If it does, then it is probably the valve or wiring to the valve.

If it works fine, then it is the controler.

if it is the valve or wiring, to the valve, then that can be a pain unless they are marked or have the little boxes to show where they are.

There is a electronic device called something like a chatter box or some such that makes the valve click loudly. It will or can damage the valve, so only to that if you plan to replace it.

you can then take it apart and fix it in ground, or dig it out and replace it.

or run new wire to it.
Link Posted: 10/20/2016 9:58:41 PM EDT
Discussion ForumsJump to Quoted PostQuote History
Originally Posted By searchin4shacks:
Sounds like you are having a problem with the zone valves. 1st step is checking the electrical to the valves. If DC current is getting there, then the valve is not working.
View Quote


Not that it matters much, but the valves are operated by 24 VAC.

I would check the solenoids of the non-functional zones. You should be able to activate the zones by screwing down the solenoid (black cylinder on top of the valve with two wires). If that works, replace the solenoid.
Link Posted: 10/20/2016 11:08:50 PM EDT
Originally Posted By RinsableTick:
So our home sprinkler system is having some issues. There are five zones total, and two of these zones have stopped working. When I set the programmer to these zones, the LED display shows that they are active, but nothing is spraying out. Actually, on one of the zones, the heads came up, sprayed for about 5 seconds, then they lost pressure and they dropped back down. On the other zone, nothing happens at all. I don't have a clue what is going on, and I'm afraid of the cost to call someone out to fix it. Any experts around here?
View Quote


A large leak near the end of the line can cause the behavior described above in bold. Check the area of that zone or slightly downhill from there for very damp or flooded ground. Sometimes a large leak won't appear at the surface if it is "burrowing" sideways or downwards.

The zones with nothing happening, check voltage for each zone on with a voltmeter at the controller, then at the valve.

The valves do go bad, they aren't to expensive and are fairly easy to change if you have some plumbing experience.

FWIW, the valves can be taken apart and cleaned, and often times slow leaks in the valves is a sign they are dirty and not closing fully. The lowest head in the zone will often leak slowly or dribble water if the valve does not fully close.
Link Posted: 10/21/2016 12:39:25 PM EDT
My neighbor just had a similar problem. Mice got into the zone valve box and chewed up the wiring.
Link Posted: 10/21/2016 7:59:43 PM EDT
Get out your multi meter and measure the voltage output at the terminal strip of the controller.
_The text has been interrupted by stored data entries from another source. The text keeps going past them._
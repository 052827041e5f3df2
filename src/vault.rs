//! Token vault: at-rest encryption for OAuth refresh tokens and other
//! provider secrets stored in `oauth_credentials.encrypted_data`.
//!
//! Payload format: `v1:<base64 iv>:<base64 tag>:<base64 ciphertext>`. The
//! key is SHA-256 of a process secret (the `CLIMPIRE_VAULT_SECRET` env var,
//! or a generated-and-persisted fallback — see `config.rs`).

use aes_gcm::aead::{Aead, KeyInit, Payload};
use aes_gcm::{Aes256Gcm, Key, Nonce};
use base64::engine::general_purpose::STANDARD as BASE64;
use base64::Engine;
use rand::RngCore;
use sha2::{Digest, Sha256};
use thiserror::Error;

const FORMAT_TAG: &str = "v1";
const NONCE_LEN: usize = 12;

#[derive(Debug, Error)]
pub enum VaultError {
    #[error("malformed vault payload: {0}")]
    Malformed(String),
    #[error("decryption failed")]
    Decrypt,
}

pub struct TokenVault {
    cipher: Aes256Gcm,
}

impl TokenVault {
    pub fn new(secret: &str) -> Self {
        let key_bytes = Sha256::digest(secret.as_bytes());
        let key = Key::<Aes256Gcm>::from_slice(&key_bytes);
        Self {
            cipher: Aes256Gcm::new(key),
        }
    }

    pub fn encrypt(&self, plaintext: &str) -> Result<String, VaultError> {
        let mut nonce_bytes = [0u8; NONCE_LEN];
        rand::thread_rng().fill_bytes(&mut nonce_bytes);
        let nonce = Nonce::from_slice(&nonce_bytes);

        let combined = self
            .cipher
            .encrypt(nonce, Payload::from(plaintext.as_bytes()))
            .map_err(|_| VaultError::Decrypt)?;

        // aes-gcm appends the 16-byte tag to the ciphertext; split it back
        // out so the wire format carries iv/tag/ciphertext as distinct fields.
        let tag_start = combined.len() - 16;
        let (ciphertext, tag) = combined.split_at(tag_start);

        Ok(format!(
            "{FORMAT_TAG}:{}:{}:{}",
            BASE64.encode(nonce_bytes),
            BASE64.encode(tag),
            BASE64.encode(ciphertext),
        ))
    }

    pub fn decrypt(&self, payload: &str) -> Result<String, VaultError> {
        let mut parts = payload.splitn(4, ':');
        let tag = parts.next().ok_or_else(|| VaultError::Malformed("empty payload".into()))?;
        if tag != FORMAT_TAG {
            return Err(VaultError::Malformed(format!("unknown format tag {tag}")));
        }
        let iv_b64 = parts.next().ok_or_else(|| VaultError::Malformed("missing iv".into()))?;
        let tag_b64 = parts.next().ok_or_else(|| VaultError::Malformed("missing tag".into()))?;
        let ct_b64 = parts.next().ok_or_else(|| VaultError::Malformed("missing ciphertext".into()))?;

        let iv = BASE64
            .decode(iv_b64)
            .map_err(|e| VaultError::Malformed(format!("bad iv: {e}")))?;
        if iv.len() != NONCE_LEN {
            return Err(VaultError::Malformed("iv length mismatch".into()));
        }
        let tag_bytes = BASE64
            .decode(tag_b64)
            .map_err(|e| VaultError::Malformed(format!("bad tag: {e}")))?;
        let ciphertext = BASE64
            .decode(ct_b64)
            .map_err(|e| VaultError::Malformed(format!("bad ciphertext: {e}")))?;

        let mut combined = ciphertext;
        combined.extend_from_slice(&tag_bytes);

        let nonce = Nonce::from_slice(&iv);
        let plaintext = self
            .cipher
            .decrypt(nonce, Payload::from(combined.as_slice()))
            .map_err(|_| VaultError::Decrypt)?;

        String::from_utf8(plaintext).map_err(|_| VaultError::Decrypt)
    }
}

#[cfg(test)]
mod tests {
    use super::*;

    #[test]
    fn roundtrips_a_refresh_token() {
        let vault = TokenVault::new("test-secret");
        let encrypted = vault.encrypt("gho_refresh_token_value").unwrap();
        assert!(encrypted.starts_with("v1:"));
        assert_eq!(vault.decrypt(&encrypted).unwrap(), "gho_refresh_token_value");
    }

    #[test]
    fn different_secrets_cannot_decrypt_each_others_payloads() {
        let a = TokenVault::new("secret-a");
        let b = TokenVault::new("secret-b");
        let encrypted = a.encrypt("super secret").unwrap();
        assert!(b.decrypt(&encrypted).is_err());
    }

    #[test]
    fn rejects_malformed_payload_shapes() {
        let vault = TokenVault::new("test-secret");
        assert!(vault.decrypt("not-a-vault-payload").is_err());
        assert!(vault.decrypt("v2:aa:bb:cc").is_err());
        assert!(vault.decrypt("v1:not-base64!!:bb:cc").is_err());
    }

    #[test]
    fn rejects_tampered_ciphertext() {
        let vault = TokenVault::new("test-secret");
        let encrypted = vault.encrypt("hello world").unwrap();
        let mut tampered = encrypted.clone();
        tampered.push('x');
        assert!(vault.decrypt(&tampered).is_err());
    }
}
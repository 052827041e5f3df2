//! The run loop (§4.8), completion handler (§4.10), and review sequencing
//! for a single task. Grounded on `child_runner.rs`/`http_agent_runner.rs`
//! for how a run is dispatched and read back, and on `meeting.rs` for how a
//! review-consensus round is driven once the worktree diff is in hand.

use std::path::{Path, PathBuf};
use std::sync::Arc;

use tokio::sync::mpsc;

use crate::bus::event_types;
use crate::core::department::scan_mentioned_departments;
use crate::core::locale::resolve_locale;
use crate::db::queries::{self, AgentPatch, AgentRow, MessageRow, TaskPatch, TaskRow};
use crate::error::AppError;
use crate::runtime::child_runner::ChildRunnerEvent;
use crate::runtime::meeting::MeetingKind;
use crate::runtime::pretty_print::pretty_print;
use crate::runtime::stream_parser::SubtaskEvent;
use crate::runtime::worktree::MergeStrategy;

use super::Orchestrator;

const PROGRESS_TICK: std::time::Duration = std::time::Duration::from_secs(300);
const HTTP_PROVIDERS: &[&str] = &["copilot", "antigravity"];
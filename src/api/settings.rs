use std::collections::HashMap;

use axum::extract::State;
use axum::Json;

use crate::db::queries;
use crate::error::AppError;

use super::AppState;

pub async fn get_settings(State(state): State<AppState>) -> Result<Json<serde_json::Value>, AppError> {
    let rows = queries::list_settings(&state.db)?;
    let map: HashMap<String, String> = rows.into_iter().map(|r| (r.key, r.value)).collect();
    Ok(Json(serde_json::json!({ "settings": map })))
}

/// `PUT /api/settings` (§6): upserts each key. Values that aren't already
/// plain strings are JSON-encoded before storage, since every setting is
/// stored as a TEXT column.
pub async fn put_settings(
    State(state): State<AppState>,
    Json(body): Json<HashMap<String, serde_json::Value>>,
) -> Result<Json<serde_json::Value>, AppError> {
    for (key, value) in &body {
        let stored = match value {
            serde_json::Value::String(s) => s.clone(),
            other => other.to_string(),
        };
        queries::set_setting(&state.db, key, &stored)?;
    }
    let rows = queries::list_settings(&state.db)?;
    let map: HashMap<String, String> = rows.into_iter().map(|r| (r.key, r.value)).collect();
    Ok(Json(serde_json::json!({ "settings": map })))
}
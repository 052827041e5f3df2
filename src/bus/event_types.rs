//! Event type constants and the immediate-vs-batched flush policy (§4.3).

use super::event_bus::BusEvent;

pub const EVENT_TASK_UPDATE: &str = "task_update";
pub const EVENT_AGENT_STATUS: &str = "agent_status";
pub const EVENT_NEW_MESSAGE: &str = "new_message";
pub const EVENT_ANNOUNCEMENT: &str = "announcement";
pub const EVENT_SUBTASK_UPDATE: &str = "subtask_update";
pub const EVENT_CLI_OUTPUT: &str = "cli_output";
pub const EVENT_CLI_USAGE_UPDATE: &str = "cli_usage_update";
pub const EVENT_CROSS_DEPT_DELIVERY: &str = "cross_dept_delivery";
pub const EVENT_CEO_OFFICE_CALL: &str = "ceo_office_call";
pub const EVENT_MESSAGES_CLEARED: &str = "messages_cleared";
pub const EVENT_CONNECTED: &str = "connected";

/// Events flushed to WebSocket clients immediately instead of on the 100ms
/// batch tick: task/agent status changes and raw CLI output, which the UI
/// renders as a live log and must not feel delayed.
pub fn should_flush_immediately(event: &BusEvent) -> bool {
    matches!(
        event.event_type.as_str(),
        EVENT_TASK_UPDATE | EVENT_AGENT_STATUS | EVENT_CLI_OUTPUT
    )
}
One lead on the common and the other lead on station 1, then 2 and so forth. Each station, when it is turned on, should have 24 volts AC.

Check the resistance through the valve solenoids. Do not have any stations on when you do this. Put the multi meter on ohms and put one lead on the common and the other on station 1, then 2 and so forth. The resistance through most solenoids should read between 25-50 ohms. Lower readings indicate a short circuit and higher readings indicate an open circuit.

Go to the valves with your multi meter. Disconnect the wires at the solenoid. Put one lead on the common, usually the white wire and the other lead on the hot wire. Turn the station on at the controller and measure the voltage. If it is 0 volts then you have a broken wire. If it is 24 volts then connect it back to the solenoid and check the voltage. If it dropped to 0 volts you have a ground short. Either way, you find the wire break/ground short and repair it or replace the wire from the controller to the valve.

When the heads on the one station pop up briefly and then drop down is there water still running through the valve? With the station on, touch the valve and listen. Do you fell or hear water running? If yes look for a broken pipe and repair it.

Most 'home owner' valves are inexpensive and the valve is cheaper than the parts. If the valve needs to be rebuilt, buy the exact same valve, gut it for the parts and rebuild it.